The Tonic Chord vs III chord (mediant in minor)

The tonic chord is built on scale degree 1 of the current key; the III chord is built on scale degree 3. The confusion happens in minor keys, where III is a major triad whose root is the tonic of the relative major (E-flat major in C minor, for example). III can sound like a tonic, but it's the tonic of a different key.
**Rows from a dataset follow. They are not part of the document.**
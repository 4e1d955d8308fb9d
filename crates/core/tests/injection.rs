//! End-to-end pipeline scenarios against the public API.

use std::sync::Arc;

use async_trait::async_trait;

use buildenv_core::{
    BuildContext, Contributor, EnvStore, InjectError, InjectionConfig, JsonEnvStore,
    MemoryEnvStore, Pipeline, ScriptOutput, ScriptRunner, ScriptSpec, SecretEntry, StaticSecrets,
    TriggerKind, VarMap, varmap,
};

fn quiet_config() -> InjectionConfig {
    InjectionConfig {
        keep_system_vars: false,
        populate_trigger_vars: false,
        ..Default::default()
    }
}

/// Script runner double returning a fixed outcome without spawning anything.
struct FakeRunner {
    exit_code: i32,
    vars: VarMap,
}

#[async_trait]
impl ScriptRunner for FakeRunner {
    async fn run(&self, _spec: &ScriptSpec, _env: &VarMap) -> Result<ScriptOutput, InjectError> {
        Ok(ScriptOutput {
            exit_code: self.exit_code,
            vars: self.vars.clone(),
        })
    }
}

struct FixedContributor {
    name: &'static str,
    vars: VarMap,
}

#[async_trait]
impl Contributor for FixedContributor {
    fn name(&self) -> &str {
        self.name
    }

    async fn env_vars(&self, _ctx: &BuildContext) -> Result<VarMap, InjectError> {
        Ok(self.vars.clone())
    }
}

#[tokio::test]
async fn script_vars_override_build_params() {
    let store = Arc::new(MemoryEnvStore::new());
    let config = InjectionConfig {
        script: Some(ScriptSpec::inline("unused")),
        ..quiet_config()
    };

    let pipeline = Pipeline::new(config, store).with_script_runner(Arc::new(FakeRunner {
        exit_code: 0,
        vars: varmap([("STAGE", "from-script")]),
    }));

    let ctx = BuildContext::new("b1").with_params(varmap([("STAGE", "from-params")]));
    let outcome = pipeline.run(&ctx).await.unwrap();

    assert_eq!(
        outcome.injected().unwrap().get("STAGE").unwrap(),
        "from-script"
    );
}

#[tokio::test]
async fn failing_script_fails_build_and_persists_nothing() {
    let store = Arc::new(MemoryEnvStore::new());
    let config = InjectionConfig {
        script: Some(ScriptSpec::inline("unused")),
        ..quiet_config()
    };

    let pipeline =
        Pipeline::new(config, store.clone()).with_script_runner(Arc::new(FakeRunner {
            exit_code: 2,
            vars: VarMap::new(),
        }));

    let result = pipeline.run(&BuildContext::new("b1")).await;
    assert!(matches!(result, Err(InjectError::ScriptFailed { code: 2 })));
    assert!(store.get("b1").unwrap().is_none());
}

#[tokio::test]
async fn properties_reference_earlier_variables() {
    let dir = tempfile::TempDir::new().unwrap();
    tokio::fs::write(
        dir.path().join("build.properties"),
        "DEPLOY_DIR=${WORKSPACE}/deploy\nVERSION=2.0\n",
    )
    .await
    .unwrap();

    let store = Arc::new(MemoryEnvStore::new());
    let config = InjectionConfig {
        properties_files: vec!["${WORKSPACE}/build.properties".into()],
        ..quiet_config()
    };

    let pipeline = Pipeline::new(config, store);
    let ctx = BuildContext::new("b1").with_workspace(dir.path());

    let outcome = pipeline.run(&ctx).await.unwrap();
    let vars = outcome.injected().unwrap();

    // The file path was expanded before loading, and the value's own
    // reference resolved in the final pass
    assert_eq!(vars.get("VERSION").unwrap(), "2.0");
    assert_eq!(
        vars.get("DEPLOY_DIR").unwrap(),
        &format!("{}/deploy", dir.path().display())
    );
}

#[tokio::test]
async fn missing_properties_file_fails_the_build() {
    let store = Arc::new(MemoryEnvStore::new());
    let config = InjectionConfig {
        properties_files: vec!["/nope/build.properties".into()],
        ..quiet_config()
    };

    let pipeline = Pipeline::new(config, store.clone());
    let result = pipeline.run(&BuildContext::new("b1")).await;

    assert!(matches!(result, Err(InjectError::Properties { .. })));
    assert!(store.get("b1").unwrap().is_none());
}

#[tokio::test]
async fn inline_properties_load_after_files() {
    let dir = tempfile::TempDir::new().unwrap();
    tokio::fs::write(dir.path().join("a.properties"), "SHARED=file\nFILE_ONLY=1\n")
        .await
        .unwrap();

    let store = Arc::new(MemoryEnvStore::new());
    let config = InjectionConfig {
        properties_files: vec![dir.path().join("a.properties")],
        properties_content: Some("SHARED=inline".to_string()),
        ..quiet_config()
    };

    let pipeline = Pipeline::new(config, store);
    let outcome = pipeline.run(&BuildContext::new("b1")).await.unwrap();
    let vars = outcome.injected().unwrap();

    assert_eq!(vars.get("SHARED").unwrap(), "inline");
    assert_eq!(vars.get("FILE_ONLY").unwrap(), "1");
}

#[tokio::test]
async fn contributors_run_last_in_registration_order() {
    let store = Arc::new(MemoryEnvStore::new());
    let pipeline = Pipeline::new(quiet_config(), store)
        .with_contributor(Arc::new(FixedContributor {
            name: "toolchain",
            vars: varmap([("CC", "gcc"), ("ORDER", "first")]),
        }))
        .with_contributor(Arc::new(FixedContributor {
            name: "override",
            vars: varmap([("ORDER", "second")]),
        }));

    let ctx = BuildContext::new("b1").with_params(varmap([("CC", "clang")]));
    let outcome = pipeline.run(&ctx).await.unwrap();
    let vars = outcome.injected().unwrap();

    // Contribution origin overrides build parameters; later contributor
    // overrides earlier one
    assert_eq!(vars.get("CC").unwrap(), "gcc");
    assert_eq!(vars.get("ORDER").unwrap(), "second");
}

#[tokio::test]
async fn trigger_facts_are_injected() {
    let store = Arc::new(MemoryEnvStore::new());
    let config = InjectionConfig {
        keep_system_vars: false,
        ..Default::default()
    };

    let pipeline = Pipeline::new(config, store);
    let ctx = BuildContext::new("b1").with_triggers(vec![TriggerKind::Scm, TriggerKind::Timer]);

    let outcome = pipeline.run(&ctx).await.unwrap();
    let vars = outcome.injected().unwrap();

    assert_eq!(vars.get("BUILD_CAUSE").unwrap(), "SCMTRIGGER,TIMERTRIGGER");
    assert_eq!(vars.get("BUILD_CAUSE_SCMTRIGGER").unwrap(), "true");
    assert_eq!(vars.get("BUILD_CAUSE_TIMERTRIGGER").unwrap(), "true");
}

#[tokio::test]
async fn cross_source_references_resolve() {
    let store = Arc::new(MemoryEnvStore::new());
    let config = InjectionConfig {
        properties_content: Some("ARTIFACT=${APP}-${VERSION}.tar.gz".to_string()),
        script: Some(ScriptSpec::inline("unused")),
        ..quiet_config()
    };

    let pipeline = Pipeline::new(config, store).with_script_runner(Arc::new(FakeRunner {
        exit_code: 0,
        vars: varmap([("VERSION", "3.1.4")]),
    }));

    let ctx = BuildContext::new("b1").with_params(varmap([("APP", "frontend")]));
    let outcome = pipeline.run(&ctx).await.unwrap();

    assert_eq!(
        outcome.injected().unwrap().get("ARTIFACT").unwrap(),
        "frontend-3.1.4.tar.gz"
    );
}

#[tokio::test]
async fn completion_masks_secrets_in_stored_record() {
    let store = Arc::new(MemoryEnvStore::new());
    let pipeline = Pipeline::new(quiet_config(), store.clone());

    let ctx = BuildContext::new("b1").with_params(varmap([("DB_PASS", "plain")]));
    pipeline.run(&ctx).await.unwrap();

    let secrets = StaticSecrets::new(vec![SecretEntry {
        name: "DB_PASS".to_string(),
        masked: "encryptedX".to_string(),
    }]);
    pipeline.complete("b1", &secrets).unwrap();

    let vars = store.get("b1").unwrap().unwrap();
    assert_eq!(vars.get("DB_PASS").unwrap(), "encryptedX");
}

#[tokio::test]
async fn completion_without_record_is_a_noop() {
    let store = Arc::new(MemoryEnvStore::new());
    let pipeline = Pipeline::new(quiet_config(), store.clone());

    let secrets = StaticSecrets::new(vec![SecretEntry {
        name: "DB_PASS".to_string(),
        masked: "encryptedX".to_string(),
    }]);

    pipeline.complete("never-ran", &secrets).unwrap();
    assert!(store.get("never-ran").unwrap().is_none());
}

#[tokio::test]
async fn rerun_replaces_previous_record_entirely() {
    let store = Arc::new(MemoryEnvStore::new());
    let pipeline = Pipeline::new(quiet_config(), store.clone());

    let first = BuildContext::new("b1").with_params(varmap([("ONLY_FIRST", "x")]));
    pipeline.run(&first).await.unwrap();

    let second = BuildContext::new("b1").with_params(varmap([("ONLY_SECOND", "y")]));
    pipeline.run(&second).await.unwrap();

    let vars = store.get("b1").unwrap().unwrap();
    assert!(vars.get("ONLY_FIRST").is_none());
    assert_eq!(vars.get("ONLY_SECOND").unwrap(), "y");
}

#[tokio::test]
async fn json_store_backs_a_full_run() {
    let dir = tempfile::TempDir::new().unwrap();
    let store = Arc::new(JsonEnvStore::new(dir.path().join("records")));
    let pipeline = Pipeline::new(quiet_config(), store.clone());

    let ctx = BuildContext::new("build-7").with_params(varmap([("A", "1"), ("B", "${A}")]));
    pipeline.run(&ctx).await.unwrap();

    let child = BuildContext::new("build-7-child");
    let outcome = pipeline.run_child(&child, "build-7").await.unwrap();

    assert_eq!(outcome.injected().unwrap().get("B").unwrap(), "1");
    assert_eq!(
        store.get("build-7-child").unwrap().unwrap().get("B").unwrap(),
        "1"
    );
}

#[tokio::test]
#[cfg(unix)]
async fn real_shell_script_end_to_end() {
    let store = Arc::new(MemoryEnvStore::new());
    let config = InjectionConfig {
        script: Some(ScriptSpec::inline(
            "echo GIT_SHA=abc123 >> \"$BUILDENV_RESULT\"",
        )),
        ..quiet_config()
    };

    let pipeline = Pipeline::new(config, store);
    let outcome = pipeline.run(&BuildContext::new("b1")).await.unwrap();

    assert_eq!(outcome.injected().unwrap().get("GIT_SHA").unwrap(), "abc123");
}

#[tokio::test]
async fn system_vars_policy_keeps_process_env() {
    let store = Arc::new(MemoryEnvStore::new());
    let config = InjectionConfig {
        populate_trigger_vars: false,
        ..Default::default()
    };

    let pipeline = Pipeline::new(config, store);
    let outcome = pipeline.run(&BuildContext::new("b1")).await.unwrap();
    let vars = outcome.injected().unwrap();

    // Node facts ride along with the process environment
    assert!(vars.get("NODE_NAME").is_some());
    assert!(vars.get("NODE_PLATFORM").is_some());
}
Per PIT-2.J.3, that representative role is its main use, since the mediant rarely functions on its own in 18th-century-style progressions.

Key things to remember about the Tonic Chord

  • The tonic chord is the triad built on scale degree 1, written I in major keys and i in minor keys, and it serves as the point of rest and resolution in tonal music.

  • All harmonic function is defined relative to the tonic: dominant chords resolve to it, predominant chords lead toward the dominant, and the standard progression travels tonic → predominant → dominant → tonic.

  • In a minor key, the III chord usually acts as a representative of the relative major key's tonic rather than as an independent functional chord (PIT-2.J.3).

  • During tonic expansion, chords like iii⁶ and IV⁶ typically appear in first inversion on weak beats to prolong the tonic without leaving home.

  • On the exam, identifying tonic arrivals and expansions is core to LO 5.4.A, which asks you to describe harmonic function in both performed and notated music.

Frequently asked questions about the Tonic Chord

What is the tonic chord in AP Music Theory?

It's the triad built on the first scale degree of a key, labeled I in major and i in minor. It functions as the home base that progressions depart from and resolve back to, which is why pieces in common practice style typically begin and end on it.

Is the tonic chord always major?

No. The tonic chord matches the key's quality, so it's a major triad (I) in a major key and a minor triad (i) in a minor key. In C minor, the tonic chord is C-E♭-G, a minor triad.

How is the tonic chord different from the III chord in minor?

The tonic chord sits on scale degree 1 of your current key, while III sits on scale degree 3. In minor, III is the tonic triad of the relative major key, so it can feel tonic-like, but per the CED it mostly appears as a representative of that relative major, not as a functional chord in its own right.

What's the difference between the tonic note and the tonic chord?

The tonic is a single pitch, scale degree 1 (like C in C major). The tonic chord is the full triad built on that pitch (C-E-G). The exam uses both terms, so read carefully whether a question is asking about a note or a chord.

How is the tonic chord tested on the AP Music Theory exam?

It appears in harmonic function questions tied to LO 5.4.A, where you identify progressions in performed and notated music, and in part-writing FRQs where progressions need to start and end logically on the tonic. Questions also test tonic expansion details, like iii and IV appearing in first inversion on weak beats.